■ **Input material**:
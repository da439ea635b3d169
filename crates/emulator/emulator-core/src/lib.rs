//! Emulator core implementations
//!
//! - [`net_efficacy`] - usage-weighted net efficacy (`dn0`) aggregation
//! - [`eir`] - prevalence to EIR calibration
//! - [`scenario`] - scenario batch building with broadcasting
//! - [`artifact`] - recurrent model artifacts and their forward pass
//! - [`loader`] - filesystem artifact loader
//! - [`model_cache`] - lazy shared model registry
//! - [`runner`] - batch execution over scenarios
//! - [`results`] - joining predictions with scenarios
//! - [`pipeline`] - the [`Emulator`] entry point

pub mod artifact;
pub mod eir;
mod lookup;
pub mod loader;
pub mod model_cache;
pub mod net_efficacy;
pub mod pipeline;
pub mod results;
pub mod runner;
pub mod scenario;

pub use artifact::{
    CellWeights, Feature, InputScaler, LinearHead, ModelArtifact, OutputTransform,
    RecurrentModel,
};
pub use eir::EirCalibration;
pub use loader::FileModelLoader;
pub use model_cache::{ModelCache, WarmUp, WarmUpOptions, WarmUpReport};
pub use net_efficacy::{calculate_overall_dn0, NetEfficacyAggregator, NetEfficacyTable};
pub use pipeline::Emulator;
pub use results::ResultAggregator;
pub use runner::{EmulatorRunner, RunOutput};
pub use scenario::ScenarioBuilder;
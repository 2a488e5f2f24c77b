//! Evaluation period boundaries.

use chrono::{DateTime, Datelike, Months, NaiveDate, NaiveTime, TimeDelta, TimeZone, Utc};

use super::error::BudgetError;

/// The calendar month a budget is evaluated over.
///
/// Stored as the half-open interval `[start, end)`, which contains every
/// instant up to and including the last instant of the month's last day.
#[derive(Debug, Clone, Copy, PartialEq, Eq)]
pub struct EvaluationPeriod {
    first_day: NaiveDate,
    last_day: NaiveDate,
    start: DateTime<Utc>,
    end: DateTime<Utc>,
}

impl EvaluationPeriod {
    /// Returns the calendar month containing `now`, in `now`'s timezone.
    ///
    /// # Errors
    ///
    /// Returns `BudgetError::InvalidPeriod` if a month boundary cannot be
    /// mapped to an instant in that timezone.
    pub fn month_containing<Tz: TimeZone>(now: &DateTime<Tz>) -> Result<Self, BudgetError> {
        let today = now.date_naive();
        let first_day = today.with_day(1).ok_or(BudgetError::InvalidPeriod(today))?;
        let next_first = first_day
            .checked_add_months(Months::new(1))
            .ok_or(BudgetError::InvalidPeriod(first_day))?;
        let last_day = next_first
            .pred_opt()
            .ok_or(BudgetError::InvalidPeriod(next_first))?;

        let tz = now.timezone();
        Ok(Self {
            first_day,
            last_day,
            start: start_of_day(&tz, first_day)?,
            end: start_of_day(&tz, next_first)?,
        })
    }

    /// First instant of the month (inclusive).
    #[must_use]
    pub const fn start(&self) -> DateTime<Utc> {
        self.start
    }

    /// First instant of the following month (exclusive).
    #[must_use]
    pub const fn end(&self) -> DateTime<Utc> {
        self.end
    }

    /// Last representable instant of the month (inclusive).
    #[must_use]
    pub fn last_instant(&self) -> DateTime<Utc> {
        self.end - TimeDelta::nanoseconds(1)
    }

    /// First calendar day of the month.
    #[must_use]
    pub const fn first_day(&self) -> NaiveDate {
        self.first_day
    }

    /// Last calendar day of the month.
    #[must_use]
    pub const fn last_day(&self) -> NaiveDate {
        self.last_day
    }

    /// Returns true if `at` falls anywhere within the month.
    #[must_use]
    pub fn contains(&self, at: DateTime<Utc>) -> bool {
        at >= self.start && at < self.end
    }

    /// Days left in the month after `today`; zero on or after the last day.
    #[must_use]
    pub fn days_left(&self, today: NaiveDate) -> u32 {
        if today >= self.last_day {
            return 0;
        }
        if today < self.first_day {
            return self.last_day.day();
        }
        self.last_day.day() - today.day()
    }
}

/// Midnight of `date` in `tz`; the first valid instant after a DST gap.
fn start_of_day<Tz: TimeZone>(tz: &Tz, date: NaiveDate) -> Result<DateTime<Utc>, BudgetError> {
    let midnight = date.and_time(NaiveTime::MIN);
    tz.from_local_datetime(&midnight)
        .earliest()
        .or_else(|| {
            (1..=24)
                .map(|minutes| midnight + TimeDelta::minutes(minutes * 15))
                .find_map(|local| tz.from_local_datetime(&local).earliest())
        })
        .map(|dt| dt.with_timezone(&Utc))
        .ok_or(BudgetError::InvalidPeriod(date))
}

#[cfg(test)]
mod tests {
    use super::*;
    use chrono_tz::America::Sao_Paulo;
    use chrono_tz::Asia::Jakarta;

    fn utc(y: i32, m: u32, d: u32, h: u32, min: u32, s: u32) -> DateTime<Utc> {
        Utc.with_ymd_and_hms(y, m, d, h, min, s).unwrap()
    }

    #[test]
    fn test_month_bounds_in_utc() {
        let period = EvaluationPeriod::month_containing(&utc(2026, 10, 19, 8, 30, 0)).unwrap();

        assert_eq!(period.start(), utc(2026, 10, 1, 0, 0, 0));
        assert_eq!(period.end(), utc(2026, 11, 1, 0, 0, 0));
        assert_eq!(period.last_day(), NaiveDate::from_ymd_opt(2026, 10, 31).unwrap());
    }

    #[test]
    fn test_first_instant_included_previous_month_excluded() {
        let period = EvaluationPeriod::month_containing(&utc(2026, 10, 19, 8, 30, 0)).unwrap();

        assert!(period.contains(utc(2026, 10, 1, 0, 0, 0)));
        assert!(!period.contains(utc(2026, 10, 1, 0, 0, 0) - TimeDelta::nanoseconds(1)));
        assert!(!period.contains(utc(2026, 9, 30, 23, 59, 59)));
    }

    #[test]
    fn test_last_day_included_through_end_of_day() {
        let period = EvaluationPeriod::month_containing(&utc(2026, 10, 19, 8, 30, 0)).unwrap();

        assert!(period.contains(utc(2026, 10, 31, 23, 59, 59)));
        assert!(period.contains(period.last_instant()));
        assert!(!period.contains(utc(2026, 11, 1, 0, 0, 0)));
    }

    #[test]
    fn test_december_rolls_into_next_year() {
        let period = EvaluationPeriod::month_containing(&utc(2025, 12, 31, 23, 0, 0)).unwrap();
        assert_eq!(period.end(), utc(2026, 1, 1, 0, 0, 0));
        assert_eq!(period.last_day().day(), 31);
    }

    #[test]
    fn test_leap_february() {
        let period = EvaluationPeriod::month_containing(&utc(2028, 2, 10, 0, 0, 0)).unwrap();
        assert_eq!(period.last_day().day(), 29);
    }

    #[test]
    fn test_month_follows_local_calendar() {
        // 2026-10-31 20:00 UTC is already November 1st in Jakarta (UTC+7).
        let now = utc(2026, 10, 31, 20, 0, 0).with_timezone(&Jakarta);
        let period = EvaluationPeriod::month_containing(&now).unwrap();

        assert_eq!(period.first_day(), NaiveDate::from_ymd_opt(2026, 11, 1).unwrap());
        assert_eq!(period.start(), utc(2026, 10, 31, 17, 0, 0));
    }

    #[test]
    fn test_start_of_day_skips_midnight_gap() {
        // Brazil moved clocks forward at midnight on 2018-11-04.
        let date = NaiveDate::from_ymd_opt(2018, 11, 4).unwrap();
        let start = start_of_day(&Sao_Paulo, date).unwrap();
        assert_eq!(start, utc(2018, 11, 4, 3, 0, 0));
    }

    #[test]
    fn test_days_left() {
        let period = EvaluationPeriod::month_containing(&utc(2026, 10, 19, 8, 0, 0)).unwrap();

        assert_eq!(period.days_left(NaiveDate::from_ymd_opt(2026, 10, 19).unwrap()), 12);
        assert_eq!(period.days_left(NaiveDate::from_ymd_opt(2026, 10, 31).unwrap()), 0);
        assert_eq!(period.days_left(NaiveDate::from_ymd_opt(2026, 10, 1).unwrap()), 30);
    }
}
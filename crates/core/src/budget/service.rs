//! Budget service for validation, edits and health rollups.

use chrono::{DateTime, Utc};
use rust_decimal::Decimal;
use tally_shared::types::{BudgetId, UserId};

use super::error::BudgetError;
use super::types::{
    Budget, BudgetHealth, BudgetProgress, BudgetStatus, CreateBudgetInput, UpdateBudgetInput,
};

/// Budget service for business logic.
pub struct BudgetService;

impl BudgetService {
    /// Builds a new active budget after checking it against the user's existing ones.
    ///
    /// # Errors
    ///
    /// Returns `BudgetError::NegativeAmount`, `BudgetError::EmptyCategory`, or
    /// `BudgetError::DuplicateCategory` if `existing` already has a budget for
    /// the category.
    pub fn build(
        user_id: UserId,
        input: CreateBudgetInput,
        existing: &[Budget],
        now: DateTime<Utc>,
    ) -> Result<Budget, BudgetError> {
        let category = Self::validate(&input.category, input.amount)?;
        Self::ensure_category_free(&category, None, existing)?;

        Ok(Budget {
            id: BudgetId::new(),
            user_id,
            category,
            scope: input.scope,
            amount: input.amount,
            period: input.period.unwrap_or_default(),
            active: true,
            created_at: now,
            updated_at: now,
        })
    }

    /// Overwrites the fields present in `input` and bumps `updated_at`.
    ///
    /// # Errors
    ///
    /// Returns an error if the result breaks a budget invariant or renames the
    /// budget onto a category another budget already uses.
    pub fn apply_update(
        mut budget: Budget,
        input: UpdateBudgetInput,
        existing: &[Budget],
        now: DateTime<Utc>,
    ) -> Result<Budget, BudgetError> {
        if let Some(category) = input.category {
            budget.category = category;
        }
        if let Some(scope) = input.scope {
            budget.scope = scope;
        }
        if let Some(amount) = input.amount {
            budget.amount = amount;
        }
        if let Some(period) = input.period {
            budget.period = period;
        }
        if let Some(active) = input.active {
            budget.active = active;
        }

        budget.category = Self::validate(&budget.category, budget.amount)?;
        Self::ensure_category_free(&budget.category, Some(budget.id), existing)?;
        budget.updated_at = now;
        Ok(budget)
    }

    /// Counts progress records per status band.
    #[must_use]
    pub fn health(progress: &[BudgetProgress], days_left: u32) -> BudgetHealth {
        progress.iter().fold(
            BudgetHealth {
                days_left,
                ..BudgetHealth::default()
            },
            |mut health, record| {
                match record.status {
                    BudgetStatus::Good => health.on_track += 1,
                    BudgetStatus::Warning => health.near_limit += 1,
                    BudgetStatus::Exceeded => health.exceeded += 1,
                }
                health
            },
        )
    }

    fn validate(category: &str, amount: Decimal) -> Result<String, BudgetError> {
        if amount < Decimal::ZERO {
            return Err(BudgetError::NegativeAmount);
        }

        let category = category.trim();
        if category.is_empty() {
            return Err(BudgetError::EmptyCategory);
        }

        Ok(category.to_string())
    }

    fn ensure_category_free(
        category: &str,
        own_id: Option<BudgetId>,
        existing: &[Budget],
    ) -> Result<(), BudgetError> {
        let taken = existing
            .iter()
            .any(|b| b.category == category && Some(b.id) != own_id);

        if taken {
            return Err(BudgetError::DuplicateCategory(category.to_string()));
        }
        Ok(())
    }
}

■ **Aim of the task**: Across the data, find each line that has "types" in it and copy that line.

■ **Response**:
use tally_shared::types::{BudgetId, UserId};
use super::types::{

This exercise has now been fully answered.